* _WORK ITEM_: Please copy out each line of the entries in which "StartedEvent" appears.

-- Opening Marker --

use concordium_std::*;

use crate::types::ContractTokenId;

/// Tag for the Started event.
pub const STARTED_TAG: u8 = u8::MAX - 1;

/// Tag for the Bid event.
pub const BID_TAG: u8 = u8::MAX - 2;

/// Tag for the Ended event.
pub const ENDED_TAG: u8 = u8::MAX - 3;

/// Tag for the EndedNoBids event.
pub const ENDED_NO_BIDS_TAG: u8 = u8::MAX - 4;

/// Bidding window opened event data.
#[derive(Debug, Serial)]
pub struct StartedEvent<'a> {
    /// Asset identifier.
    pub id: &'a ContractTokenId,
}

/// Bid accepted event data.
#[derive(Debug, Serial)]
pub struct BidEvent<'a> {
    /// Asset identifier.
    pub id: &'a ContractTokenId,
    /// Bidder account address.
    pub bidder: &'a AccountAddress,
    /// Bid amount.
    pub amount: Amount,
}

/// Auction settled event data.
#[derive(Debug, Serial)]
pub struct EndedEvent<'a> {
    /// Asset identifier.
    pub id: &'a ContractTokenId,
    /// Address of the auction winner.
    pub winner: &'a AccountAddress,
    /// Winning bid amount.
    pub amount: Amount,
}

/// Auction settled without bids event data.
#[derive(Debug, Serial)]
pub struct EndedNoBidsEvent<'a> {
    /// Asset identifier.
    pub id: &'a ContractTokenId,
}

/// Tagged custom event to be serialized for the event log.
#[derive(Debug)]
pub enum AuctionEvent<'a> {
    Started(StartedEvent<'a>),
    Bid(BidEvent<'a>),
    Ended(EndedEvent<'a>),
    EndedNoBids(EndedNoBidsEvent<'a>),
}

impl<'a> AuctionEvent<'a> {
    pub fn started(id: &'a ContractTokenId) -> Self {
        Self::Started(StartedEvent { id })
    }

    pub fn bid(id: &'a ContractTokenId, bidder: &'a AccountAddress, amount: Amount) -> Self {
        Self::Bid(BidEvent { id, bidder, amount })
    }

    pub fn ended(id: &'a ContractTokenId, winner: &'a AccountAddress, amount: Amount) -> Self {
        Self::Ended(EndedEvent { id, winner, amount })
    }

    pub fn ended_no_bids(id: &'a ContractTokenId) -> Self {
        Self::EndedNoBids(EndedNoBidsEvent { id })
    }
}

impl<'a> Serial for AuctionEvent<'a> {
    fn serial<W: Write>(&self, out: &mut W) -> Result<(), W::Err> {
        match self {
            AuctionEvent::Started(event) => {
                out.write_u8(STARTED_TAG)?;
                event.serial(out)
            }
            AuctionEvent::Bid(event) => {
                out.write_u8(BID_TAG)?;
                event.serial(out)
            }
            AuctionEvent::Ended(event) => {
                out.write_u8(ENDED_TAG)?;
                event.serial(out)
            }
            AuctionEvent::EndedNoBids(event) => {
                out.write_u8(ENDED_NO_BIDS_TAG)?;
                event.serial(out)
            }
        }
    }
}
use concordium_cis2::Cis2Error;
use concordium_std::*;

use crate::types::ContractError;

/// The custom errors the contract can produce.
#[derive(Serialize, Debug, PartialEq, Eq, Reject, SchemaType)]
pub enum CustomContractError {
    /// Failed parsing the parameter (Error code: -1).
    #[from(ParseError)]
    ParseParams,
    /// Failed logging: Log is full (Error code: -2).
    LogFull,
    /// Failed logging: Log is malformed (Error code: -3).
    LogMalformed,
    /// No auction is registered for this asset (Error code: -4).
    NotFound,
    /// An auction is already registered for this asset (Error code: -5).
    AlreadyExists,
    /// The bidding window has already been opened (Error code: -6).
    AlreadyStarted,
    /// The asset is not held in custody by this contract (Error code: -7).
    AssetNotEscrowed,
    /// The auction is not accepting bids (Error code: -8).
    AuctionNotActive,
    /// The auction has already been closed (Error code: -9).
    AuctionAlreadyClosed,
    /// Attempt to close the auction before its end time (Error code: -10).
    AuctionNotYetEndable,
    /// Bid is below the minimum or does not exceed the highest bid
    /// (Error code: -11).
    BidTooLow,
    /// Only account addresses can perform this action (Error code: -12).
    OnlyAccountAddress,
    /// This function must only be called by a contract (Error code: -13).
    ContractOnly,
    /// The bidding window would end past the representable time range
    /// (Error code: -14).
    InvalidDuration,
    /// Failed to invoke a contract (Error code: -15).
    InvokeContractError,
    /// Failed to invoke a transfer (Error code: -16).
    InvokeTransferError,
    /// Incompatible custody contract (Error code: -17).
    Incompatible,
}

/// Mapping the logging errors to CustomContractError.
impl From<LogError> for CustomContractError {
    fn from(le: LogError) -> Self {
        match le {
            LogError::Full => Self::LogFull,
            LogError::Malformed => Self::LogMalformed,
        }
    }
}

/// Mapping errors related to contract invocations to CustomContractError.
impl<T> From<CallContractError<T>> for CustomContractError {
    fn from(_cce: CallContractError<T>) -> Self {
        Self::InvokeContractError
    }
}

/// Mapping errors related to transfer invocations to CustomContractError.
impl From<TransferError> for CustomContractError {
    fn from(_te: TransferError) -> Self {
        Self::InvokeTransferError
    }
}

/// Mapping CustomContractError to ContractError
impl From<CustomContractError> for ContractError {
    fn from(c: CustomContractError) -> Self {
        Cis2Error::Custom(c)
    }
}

-- Closing Marker --

* _RESULT FOR THIS TASK_:
pub struct StartedEvent<'a> {
    Started(StartedEvent<'a>),
        Self::Started(StartedEvent { id })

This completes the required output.